Well, you have the ABF and AHPA meetings in winter, and you have the
EAS/HAS/WAS meeting in late summer.  At some point, you have to stop
slinging boxes around, and take a "break", dontcha?  If you can't
leave the bees to trusted employees and associates for one lousy 
week a year, what kind of operation are you running?

> Researchers want ALL the money.
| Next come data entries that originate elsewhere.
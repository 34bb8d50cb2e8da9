//! Browser-style key/value storage and auth-artifact cleanup.
//!
//! Hosted auth SDKs mirror their tokens into `localStorage` and
//! `sessionStorage`. The site never writes there itself. On logout it
//! removes every key that follows the provider's naming convention so a
//! failed remote sign-out still logs the user out locally.

use std::collections::BTreeMap;
use std::sync::Mutex;

use serde::{Deserialize, Serialize};

use crate::StorageError;

/// A synchronous string key/value store (`localStorage`, `sessionStorage`).
pub trait KeyValueStore: Send + Sync {
    /// Label used in log lines.
    fn name(&self) -> &str;

    fn keys(&self) -> Result<Vec<String>, StorageError>;

    fn get(&self, key: &str) -> Result<Option<String>, StorageError>;

    fn set(&self, key: &str, value: &str) -> Result<(), StorageError>;

    fn remove(&self, key: &str) -> Result<(), StorageError>;
}

/// An in-process [`KeyValueStore`].
#[derive(Debug, Default)]
pub struct MemoryStore {
    name: String,
    entries: Mutex<BTreeMap<String, String>>,
}

impl MemoryStore {
    pub fn new(name: impl Into<String>) -> Self {
        Self {
            name: name.into(),
            entries: Mutex::new(BTreeMap::new()),
        }
    }

    fn entries(
        &self,
    ) -> Result<std::sync::MutexGuard<'_, BTreeMap<String, String>>, StorageError> {
        self.entries
            .lock()
            .map_err(|_| StorageError::Unavailable(format!("{} lock poisoned", self.name)))
    }
}

impl KeyValueStore for MemoryStore {
    fn name(&self) -> &str {
        &self.name
    }

    fn keys(&self) -> Result<Vec<String>, StorageError> {
        Ok(self.entries()?.keys().cloned().collect())
    }

    fn get(&self, key: &str) -> Result<Option<String>, StorageError> {
        Ok(self.entries()?.get(key).cloned())
    }

    fn set(&self, key: &str, value: &str) -> Result<(), StorageError> {
        self.entries()?.insert(key.to_owned(), value.to_owned());
        Ok(())
    }

    fn remove(&self, key: &str) -> Result<(), StorageError> {
        self.entries()?.remove(key);
        Ok(())
    }
}

/// Which storage keys belong to the identity provider.
///
/// A key matches if it contains any `contains` entry or starts with any
/// `prefixes` entry.
#[derive(Debug, Clone, PartialEq, Eq, Serialize, Deserialize)]
#[serde(default)]
pub struct AuthStorageConfig {
    pub contains: Vec<String>,
    pub prefixes: Vec<String>,
}

/// Supabase conventions: `supabase.auth.token` and `sb-<project>-auth-token`.
impl Default for AuthStorageConfig {
    fn default() -> Self {
        Self {
            contains: vec!["supabase.auth.token".to_string()],
            prefixes: vec!["sb-".to_string()],
        }
    }
}

impl AuthStorageConfig {
    pub fn matches(&self, key: &str) -> bool {
        self.contains.iter().any(|needle| key.contains(needle.as_str()))
            || self.prefixes.iter().any(|prefix| key.starts_with(prefix.as_str()))
    }
}

/// Removes every auth artifact from `store`, returning how many keys went.
///
/// Keys are collected before removal so the store is never mutated while
/// being enumerated.
pub fn clear_auth_artifacts(
    store: &dyn KeyValueStore,
    config: &AuthStorageConfig,
) -> Result<usize, StorageError> {
    let doomed: Vec<String> = store
        .keys()?
        .into_iter()
        .filter(|key| config.matches(key))
        .collect();

    for key in &doomed {
        store.remove(key)?;
    }

    if !doomed.is_empty() {
        tracing::debug!(store = store.name(), removed = doomed.len(), "auth artifacts cleared");
    }
    Ok(doomed.len())
}
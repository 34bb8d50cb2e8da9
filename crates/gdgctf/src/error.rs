//! Unified error type for the site.

use gdgctf_effects::FlagError;
use gdgctf_router::{AuthFlowError, RouterError, ValidationError};
use gdgctf_session::SessionError;

use crate::ConfigError;

/// Top-level error that wraps all crate-specific errors.
///
/// The `#[from]` attribute on each variant lets `?` convert sub-crate
/// errors automatically.
#[derive(Debug, thiserror::Error)]
pub enum SiteError {
    #[error(transparent)]
    Session(#[from] SessionError),

    #[error(transparent)]
    Router(#[from] RouterError),

    #[error(transparent)]
    AuthFlow(#[from] AuthFlowError),

    /// A form input failed local validation.
    #[error(transparent)]
    Validation(#[from] ValidationError),

    #[error(transparent)]
    Flag(#[from] FlagError),

    #[error(transparent)]
    Config(#[from] ConfigError),
}
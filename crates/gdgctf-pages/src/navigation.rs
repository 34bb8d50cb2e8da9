//! Navigation requests and return targets.

use std::fmt;

use serde::{Deserialize, Serialize};

use crate::{PageId, sanitize};

/// Where a navigation attempt came from.
#[derive(Debug, Clone, Copy, PartialEq, Eq, Serialize, Deserialize)]
#[serde(rename_all = "snake_case")]
pub enum NavOrigin {
    /// Page load: the fragment present when the site started.
    Initial,
    /// A `.nav-link` click (`data-page` attribute).
    Link,
    /// Any element carrying a `data-navigate` attribute.
    Button,
    /// The browser changed the fragment (back/forward, manual edit).
    HashChange,
    /// A redirect into the site, e.g. after login.
    Redirect,
    /// A direct call from code.
    Programmatic,
}

impl fmt::Display for NavOrigin {
    fn fmt(&self, f: &mut fmt::Formatter<'_>) -> fmt::Result {
        let name = match self {
            Self::Initial => "initial",
            Self::Link => "link",
            Self::Button => "button",
            Self::HashChange => "hash_change",
            Self::Redirect => "redirect",
            Self::Programmatic => "programmatic",
        };
        f.write_str(name)
    }
}

/// A single attempt to move to a page.
///
/// The target is kept as the raw, unvalidated string the host handed over.
/// The router sanitizes it as the first step of the transition, so there is
/// no way to build a request that skips validation.
#[derive(Debug, Clone, PartialEq, Eq)]
pub struct NavigationRequest {
    /// The requested page name, exactly as supplied.
    pub target: Option<String>,
    /// What triggered the attempt.
    pub origin: NavOrigin,
    /// Whether the fragment should be rewritten to the final page.
    pub update_url: bool,
}

impl NavigationRequest {
    /// A request that rewrites the fragment on success.
    pub fn new(target: Option<&str>, origin: NavOrigin) -> Self {
        Self {
            target: target.map(str::to_owned),
            origin,
            update_url: true,
        }
    }

    /// A request to a known page from code.
    pub fn to_page(page: PageId) -> Self {
        Self::new(Some(page.as_str()), NavOrigin::Programmatic)
    }

    /// A request triggered by the browser's own fragment change.
    ///
    /// The address bar already shows the fragment, so it is not rewritten.
    pub fn from_hash_change(fragment: &str) -> Self {
        Self {
            target: Some(crate::url::strip_fragment(fragment).to_owned()),
            origin: NavOrigin::HashChange,
            update_url: false,
        }
    }

    /// Overrides whether the fragment is rewritten.
    pub fn with_update_url(mut self, update_url: bool) -> Self {
        self.update_url = update_url;
        self
    }

    /// The validated target page.
    pub fn resolve(&self, fallback: PageId) -> PageId {
        sanitize(self.target.as_deref(), fallback)
    }
}

/// The page to come back to after logging in.
///
/// Always a known page: it can only be built through [`ReturnTarget::parse`]
/// or from an existing [`PageId`].
#[derive(Debug, Clone, Copy, PartialEq, Eq, Serialize, Deserialize)]
#[serde(transparent)]
pub struct ReturnTarget(PageId);

impl ReturnTarget {
    /// Page used when `next` is missing or invalid.
    pub const DEFAULT: PageId = PageId::Dashboard;

    /// Sanitizes a raw `next` value, defaulting to the dashboard.
    pub fn parse(raw: Option<&str>) -> Self {
        Self(sanitize(raw, Self::DEFAULT))
    }

    /// Reads and sanitizes `next` from a query string.
    pub fn from_query(query: &str) -> Self {
        Self(crate::url::next_page(query, Self::DEFAULT))
    }

    /// The target page.
    pub fn page(self) -> PageId {
        self.0
    }
}

impl From<PageId> for ReturnTarget {
    fn from(page: PageId) -> Self {
        Self(page)
    }
}

impl Default for ReturnTarget {
    fn default() -> Self {
        Self(Self::DEFAULT)
    }
}

impl fmt::Display for ReturnTarget {
    fn fmt(&self, f: &mut fmt::Formatter<'_>) -> fmt::Result {
        self.0.fmt(f)
    }
}
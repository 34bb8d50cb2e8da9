//! Error types for the effects layer.

/// Local input errors from the flag terminal. These never leave the page.
#[derive(Debug, Clone, Copy, PartialEq, Eq, thiserror::Error)]
pub enum FlagError {
    /// The flag input was empty or whitespace.
    #[error("no flag provided")]
    Empty,

    /// The challenge was already solved on this page.
    #[error("flag already accepted")]
    AlreadySolved,
}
The largest commercial beepers want 
> all the money but a token amount to research

So you want money too?  For an effort that is premature,
an effort that apparently needs to enroll you as the first student?

I think there are better ways to spend money, and as luck has it,
others agree, getting the money scraped up so far to existing 
qualified research folks.

There certainly is some basic lab work that any beekeeper CAN do, such
as culturing AFB, and looking for nosema in a repeatable and reliable
way, you don't seem to know much about either.  But none of the
existing stuff has been linked to CCD in any compelling way as yet,
so we simply don't know what sort of test(s) we might need.